• _Action item_
Which lines of the entries below include "warn"? List them all.

Stored items
====================
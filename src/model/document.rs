//! Document types.

use crate::error::Result;
use serde::{Deserialize, Serialize};
use std::path::Path;

/// Media type of PDF documents.
pub const PDF_MEDIA_TYPE: &str = "application/pdf";

/// PDF magic bytes.
const PDF_MAGIC: &[u8] = b"%PDF-";

/// A document held by the collection store.
#[derive(Debug, Clone, Serialize, Deserialize)]
pub struct Document {
    /// Store-level identity.
    pub id: String,

    /// Original filename.
    pub filename: String,

    /// Raw binary content.
    #[serde(skip_serializing, default)]
    pub content: Vec<u8>,

    /// Declared media type (e.g. "application/pdf").
    pub media_type: String,
}

impl Document {
    /// Create a new document.
    pub fn new(
        id: impl Into<String>,
        filename: impl Into<String>,
        content: Vec<u8>,
        media_type: impl Into<String>,
    ) -> Self {
        Self {
            id: id.into(),
            filename: filename.into(),
            content,
            media_type: media_type.into(),
        }
    }

    /// Create a PDF document.
    pub fn pdf(id: impl Into<String>, filename: impl Into<String>, content: Vec<u8>) -> Self {
        Self::new(id, filename, content, PDF_MEDIA_TYPE)
    }

    /// Read a PDF document from a file on disk.
    pub fn from_path<P: AsRef<Path>>(path: P) -> Result<Self> {
        let path = path.as_ref();
        let content = std::fs::read(path)?;
        let filename = path
            .file_name()
            .map(|n| n.to_string_lossy().into_owned())
            .unwrap_or_default();
        Ok(Self::new(
            path.to_string_lossy().into_owned(),
            filename,
            content,
            PDF_MEDIA_TYPE,
        ))
    }

    /// Whether the content starts with the PDF magic bytes.
    ///
    /// The declared media type decides eligibility; this only detects
    /// mislabeled content so it can be surfaced to the operator.
    pub fn looks_like_pdf(&self) -> bool {
        self.content.starts_with(PDF_MAGIC)
    }

    /// Content size in bytes.
    pub fn size(&self) -> usize {
        self.content.len()
    }
}

#[cfg(test)]
mod tests {
    use super::*;

    #[test]
    fn test_pdf_constructor() {
        let doc = Document::pdf("d1", "book.pdf", b"%PDF-1.7\n".to_vec());
        assert_eq!(doc.media_type, PDF_MEDIA_TYPE);
        assert!(doc.looks_like_pdf());
        assert_eq!(doc.size(), 9);
    }

    #[test]
    fn test_magic_mismatch() {
        let doc = Document::pdf("d2", "fake.pdf", b"<html>".to_vec());
        assert!(!doc.looks_like_pdf());
    }

    #[test]
    fn test_content_not_serialized() {
        let doc = Document::pdf("d1", "book.pdf", b"%PDF-1.7\n".to_vec());
        let json = serde_json::to_string(&doc).unwrap();
        assert!(!json.contains("content"));
    }
}
//! PDF candidate enumeration within a collection.

use crate::error::Result;
use crate::model::{Document, PDF_MEDIA_TYPE};
use crate::store::CollectionStore;

/// Enumerates the PDF documents eligible for auditing.
pub struct DocumentLocator<'a> {
    store: &'a dyn CollectionStore,
}

impl<'a> DocumentLocator<'a> {
    /// Create a locator over the given store.
    pub fn new(store: &'a dyn CollectionStore) -> Self {
        Self { store }
    }

    /// Direct children of the collection whose media type is
    /// `application/pdf`.
    ///
    /// Filtering is on the media-type field itself, never on a structural
    /// "kind" tag: structural labels may be localized and unreliable.
    /// A declared PDF whose bytes lack the PDF magic is still returned
    /// (the declared type decides), but the mismatch is logged.
    pub fn list_candidates(&self, collection: &str) -> Result<Vec<Document>> {
        let documents = self
            .store
            .documents_with_media_type(collection, PDF_MEDIA_TYPE)?;
        for document in &documents {
            if !document.looks_like_pdf() {
                log::warn!(
                    "{} is declared {PDF_MEDIA_TYPE} but does not start with the PDF magic",
                    document.filename
                );
            }
        }
        Ok(documents)
    }
}
//! Error types for the preflight library.

use std::io;
use thiserror::Error;

/// Result type alias for preflight operations.
pub type Result<T> = std::result::Result<T, Error>;

/// Error types that can occur while auditing documents.
#[derive(Error, Debug)]
pub enum Error {
    /// I/O error when reading documents or materializing temp files.
    #[error("I/O error: {0}")]
    Io(#[from] io::Error),

    /// Error reading from the document-collection store.
    #[error("store error: {0}")]
    Store(String),

    /// A tool output line does not match the expected shape.
    #[error("malformed tool output: {0}")]
    MalformedToolOutput(String),

    /// A check definition is defective (bad field marker, unknown field,
    /// invalid page). Raised at setup time, never absorbed.
    #[error("configuration error: {0}")]
    Configuration(String),

    /// A populated date value cannot be decomposed into calendar components.
    #[error("date format error: {0}")]
    DateFormat(String),

    /// An external tool did not finish within the configured timeout.
    #[error("tool `{tool}` timed out after {seconds}s")]
    ToolTimeout {
        /// Name of the tool that was killed.
        tool: String,
        /// Configured timeout in seconds.
        seconds: u64,
    },

    /// Error decoding JSON (check sets, stored metadata records).
    #[error("JSON error: {0}")]
    Json(#[from] serde_json::Error),
}

#[cfg(test)]
mod tests {
    use super::*;

    #[test]
    fn test_error_display() {
        let err = Error::Configuration("field names must start with \"m.\"".into());
        assert_eq!(
            err.to_string(),
            "configuration error: field names must start with \"m.\""
        );

        let err = Error::ToolTimeout {
            tool: "pdfimages".into(),
            seconds: 30,
        };
        assert_eq!(err.to_string(), "tool `pdfimages` timed out after 30s");
    }

    #[test]
    fn test_io_error_conversion() {
        let io_err = io::Error::new(io::ErrorKind::NotFound, "file not found");
        let err: Error = io_err.into();
        assert!(matches!(err, Error::Io(_)));
    }
}
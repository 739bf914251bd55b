//! Directory-backed collection store.

use super::CollectionStore;
use crate::error::{Error, Result};
use crate::model::{Document, MetadataRecord};
use std::fs;
use std::path::{Path, PathBuf};
use walkdir::WalkDir;

/// A collection store over a directory tree.
///
/// Directories are containers, files are documents, and the canonical
/// metadata record is a JSON file (deserializable as [`MetadataRecord`])
/// inside the metadata container. Collection ids are `/`-separated paths
/// relative to the root; `""` is the root itself. Listings are sorted by
/// name so results are deterministic across platforms.
#[derive(Debug, Clone)]
pub struct FsStore {
    root: PathBuf,
}

impl FsStore {
    /// Create a store rooted at the given directory.
    pub fn new<P: Into<PathBuf>>(root: P) -> Self {
        Self { root: root.into() }
    }

    /// The root directory.
    pub fn root(&self) -> &Path {
        &self.root
    }

    fn resolve(&self, collection: &str) -> Result<PathBuf> {
        let mut path = self.root.clone();
        for segment in collection.split('/').filter(|s| !s.is_empty()) {
            if segment == "." || segment == ".." {
                return Err(Error::Store(format!(
                    "invalid collection id: {collection:?}"
                )));
            }
            path.push(segment);
        }
        if !path.is_dir() {
            return Err(Error::Store(format!("no such collection: {collection:?}")));
        }
        Ok(path)
    }

    fn relative_id(&self, path: &Path) -> String {
        path.strip_prefix(&self.root)
            .unwrap_or(path)
            .components()
            .map(|c| c.as_os_str().to_string_lossy())
            .collect::<Vec<_>>()
            .join("/")
    }

    fn sorted_entries(dir: &Path) -> Result<Vec<fs::DirEntry>> {
        let mut entries: Vec<fs::DirEntry> = fs::read_dir(dir)?.collect::<std::io::Result<_>>()?;
        entries.sort_by_key(|e| e.file_name());
        Ok(entries)
    }
}

/// Declared media type for a file, from its extension.
fn media_type_for(path: &Path) -> &'static str {
    let extension = path
        .extension()
        .map(|e| e.to_string_lossy().to_lowercase())
        .unwrap_or_default();
    match extension.as_str() {
        "pdf" => "application/pdf",
        "json" => "application/json",
        "xml" => "application/xml",
        "epub" => "application/epub+zip",
        "txt" => "text/plain",
        "md" => "text/markdown",
        "jpg" | "jpeg" => "image/jpeg",
        "png" => "image/png",
        "tif" | "tiff" => "image/tiff",
        _ => "application/octet-stream",
    }
}

impl CollectionStore for FsStore {
    fn documents(&self, collection: &str) -> Result<Vec<Document>> {
        let dir = self.resolve(collection)?;
        let mut documents = Vec::new();
        for entry in Self::sorted_entries(&dir)? {
            let path = entry.path();
            if !path.is_file() {
                continue;
            }
            let filename = entry.file_name().to_string_lossy().into_owned();
            let content = fs::read(&path)?;
            documents.push(Document::new(
                self.relative_id(&path),
                filename,
                content,
                media_type_for(&path),
            ));
        }
        Ok(documents)
    }

    fn ancestry(&self, collection: &str) -> Result<Vec<String>> {
        self.resolve(collection)?;
        let mut chain = vec![collection.to_string()];
        let mut current = collection;
        while let Some(split) = current.rfind('/') {
            current = &current[..split];
            chain.push(current.to_string());
        }
        if !collection.is_empty() {
            chain.push(String::new());
        }
        Ok(chain)
    }

    fn child_container(&self, collection: &str, name: &str) -> Result<Option<String>> {
        let dir = self.resolve(collection)?;
        if dir.join(name).is_dir() {
            let id = if collection.is_empty() {
                name.to_string()
            } else {
                format!("{collection}/{name}")
            };
            Ok(Some(id))
        } else {
            Ok(None)
        }
    }

    fn find_container(&self, collection: &str, name: &str) -> Result<Option<String>> {
        let dir = self.resolve(collection)?;
        for entry in WalkDir::new(&dir)
            .min_depth(1)
            .sort_by_file_name()
            .into_iter()
            .filter_map(|e| e.ok())
        {
            if entry.file_type().is_dir() && entry.file_name().to_string_lossy() == name {
                return Ok(Some(self.relative_id(entry.path())));
            }
        }
        Ok(None)
    }

    fn metadata_records(&self, collection: &str) -> Result<Vec<MetadataRecord>> {
        let dir = self.resolve(collection)?;
        let mut records = Vec::new();
        for entry in Self::sorted_entries(&dir)? {
            let path = entry.path();
            if !path.is_file() || media_type_for(&path) != "application/json" {
                continue;
            }
            let json = fs::read_to_string(&path)?;
            match serde_json::from_str::<MetadataRecord>(&json) {
                Ok(record) => records.push(record),
                Err(e) => {
                    log::warn!("skipping unreadable metadata record {}: {e}", path.display());
                }
            }
        }
        Ok(records)
    }
}

#[cfg(test)]
mod tests {
    use super::*;

    #[test]
    fn test_media_type_for() {
        assert_eq!(media_type_for(Path::new("a.pdf")), "application/pdf");
        assert_eq!(media_type_for(Path::new("a.PDF")), "application/pdf");
        assert_eq!(media_type_for(Path::new("meta.json")), "application/json");
        assert_eq!(
            media_type_for(Path::new("unknown.bin")),
            "application/octet-stream"
        );
    }

    #[test]
    fn test_invalid_collection_ids() {
        let store = FsStore::new("/nonexistent-root");
        assert!(store.resolve("../escape").is_err());
        assert!(store.resolve("a/./b").is_err());
    }
}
====================
• _Solution for this task_
                log::warn!(
                    log::warn!("skipping unreadable metadata record {}: {e}", path.display());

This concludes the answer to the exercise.